PROBLEM STATEMENT:
At the line containing "pub enum EngineError", begin repeating lines exactly, and stop only after the final line of the records below.

Stored data entries:
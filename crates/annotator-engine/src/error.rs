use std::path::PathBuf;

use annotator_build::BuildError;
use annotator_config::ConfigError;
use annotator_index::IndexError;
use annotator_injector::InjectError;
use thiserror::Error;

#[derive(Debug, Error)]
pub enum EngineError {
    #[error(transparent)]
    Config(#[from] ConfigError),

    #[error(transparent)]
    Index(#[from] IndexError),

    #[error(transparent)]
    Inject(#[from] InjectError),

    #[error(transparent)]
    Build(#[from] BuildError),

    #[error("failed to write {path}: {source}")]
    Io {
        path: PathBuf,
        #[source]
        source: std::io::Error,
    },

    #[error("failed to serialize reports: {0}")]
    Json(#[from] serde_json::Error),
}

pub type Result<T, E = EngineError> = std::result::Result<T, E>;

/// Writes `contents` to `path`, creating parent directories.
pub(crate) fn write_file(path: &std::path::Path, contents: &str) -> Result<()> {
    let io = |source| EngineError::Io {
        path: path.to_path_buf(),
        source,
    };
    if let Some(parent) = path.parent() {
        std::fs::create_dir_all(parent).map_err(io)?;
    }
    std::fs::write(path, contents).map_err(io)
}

RESPONSE BOX:
pub enum EngineError {
    #[error(transparent)]
    Config(#[from] ConfigError),

    #[error(transparent)]
    Index(#[from] IndexError),

    #[error(transparent)]
    Inject(#[from] InjectError),

    #[error(transparent)]
    Build(#[from] BuildError),

    #[error("failed to write {path}: {source}")]
    Io {
        path: PathBuf,
        #[source]
        source: std::io::Error,
    },

    #[error("failed to serialize reports: {0}")]
    Json(#[from] serde_json::Error),
}

pub type Result<T, E = EngineError> = std::result::Result<T, E>;

/// Writes `contents` to `path`, creating parent directories.
pub(crate) fn write_file(path: &std::path::Path, contents: &str) -> Result<()> {
    let io = |source| EngineError::Io {
        path: path.to_path_buf(),
        source,
    };
    if let Some(parent) = path.parent() {
        std::fs::create_dir_all(parent).map_err(io)?;
    }
    std::fs::write(path, contents).map_err(io)
}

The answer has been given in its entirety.